The OGC was created to improve the government’s track record on
failed IT projects.
However, the committee said the OGC needed to “review its
procedures and warning assessment systems which allowed a project
to reach a rating of probability of success of only 40%, seemingly
without effective preventative action being taken.
“Given the high importance of successful implementation of the
SPS scheme to the reputation of the department and the RPA, let
alone to the claimants, we find it extraordinary that Defra seemed
prepared merely to aim to keep the probability of success above 50%
just eight months before payments were due to begin.”
According the MPs' report, the OGC ‘Readiness for service’

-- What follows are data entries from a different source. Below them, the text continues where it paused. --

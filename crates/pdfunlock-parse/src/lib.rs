//! pdfunlock-parse: PDF backend for loading, decrypting and re-serializing
//! documents.
//!
//! This crate defines the [`PdfBackend`] trait and its lopdf implementation.
//! It depends on pdfunlock-core for shared data types.

pub mod backend;
pub mod error;
#[cfg(any(test, feature = "test-util"))]
pub mod fixtures;
pub mod lopdf_backend;

pub use backend::PdfBackend;
pub use error::BackendError;
pub use lopdf_backend::{LopdfBackend, LopdfDocument};
pub use pdfunlock_core;
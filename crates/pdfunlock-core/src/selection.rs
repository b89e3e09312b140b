//! The ordered, deduplicated set of files selected for a batch.

use std::collections::HashSet;
use std::path::{Path, PathBuf};

/// Default width used by [`display_name`] when listing selected files.
pub const DEFAULT_DISPLAY_WIDTH: usize = 30;

/// Files selected by the user, in the order they were added.
///
/// Adding a path that is already present is a no-op, so processing order is
/// the order of first insertion.
#[derive(Debug, Clone, Default)]
pub struct FileSelection {
    paths: Vec<PathBuf>,
    seen: HashSet<PathBuf>,
}

impl FileSelection {
    /// Create an empty selection.
    pub fn new() -> Self {
        Self::default()
    }

    /// Append `path` unless it is already selected.
    ///
    /// Returns `true` if the path was added.
    pub fn add(&mut self, path: impl Into<PathBuf>) -> bool {
        let path = path.into();
        if self.seen.contains(&path) {
            return false;
        }
        self.seen.insert(path.clone());
        self.paths.push(path);
        true
    }

    /// Add `path` only if it names a PDF file (see [`is_pdf_path`]).
    ///
    /// Returns `true` if the path was added.
    pub fn add_pdf(&mut self, path: impl Into<PathBuf>) -> bool {
        let path = path.into();
        if !is_pdf_path(&path) {
            return false;
        }
        self.add(path)
    }

    /// Remove `path` if present. Returns `true` if it was removed.
    pub fn remove(&mut self, path: impl AsRef<Path>) -> bool {
        let path = path.as_ref();
        if !self.seen.remove(path) {
            return false;
        }
        self.paths.retain(|p| p != path);
        true
    }

    /// Whether `path` is selected.
    pub fn contains(&self, path: impl AsRef<Path>) -> bool {
        self.seen.contains(path.as_ref())
    }

    /// All selected paths in insertion order.
    pub fn all(&self) -> &[PathBuf] {
        &self.paths
    }

    /// Number of selected paths.
    pub fn len(&self) -> usize {
        self.paths.len()
    }

    /// Whether nothing is selected.
    pub fn is_empty(&self) -> bool {
        self.paths.is_empty()
    }

    /// Drop every selected path.
    pub fn clear(&mut self) {
        self.paths.clear();
        self.seen.clear();
    }
}

impl<P: Into<PathBuf>> Extend<P> for FileSelection {
    fn extend<I: IntoIterator<Item = P>>(&mut self, iter: I) {
        for path in iter {
            self.add(path);
        }
    }
}

impl<P: Into<PathBuf>> FromIterator<P> for FileSelection {
    fn from_iter<I: IntoIterator<Item = P>>(iter: I) -> Self {
        let mut selection = FileSelection::new();
        selection.extend(iter);
        selection
    }
}

/// Whether `path` has a `.pdf` extension, compared case-insensitively.
pub fn is_pdf_path(path: impl AsRef<Path>) -> bool {
    path.as_ref()
        .extension()
        .and_then(|ext| ext.to_str())
        .is_some_and(|ext| ext.eq_ignore_ascii_case("pdf"))
}

/// Shorten a path for display, keeping its last `max_len` characters.
///
/// Paths longer than `max_len` characters are rendered as `"..."` followed by
/// their tail, so the file name stays visible.
pub fn display_name(path: impl AsRef<Path>, max_len: usize) -> String {
    let full = path.as_ref().display().to_string();
    let count = full.chars().count();
    if count <= max_len {
        return full;
    }
    let tail: String = full.chars().skip(count - max_len).collect();
    format!("...{tail}")
}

gateway review in February gave the programme an ‘amber’ rating and
congratulated the RPA on its “great achievement” in starting
payments during that month. The OGC study prepared in February
predicted that payments would be made by the end of March, and
congratulated the RPA for its “sterling efforts” towards this
“momentous achievement”, the report says.
The single payment system was contracted to
Accenture in 2003.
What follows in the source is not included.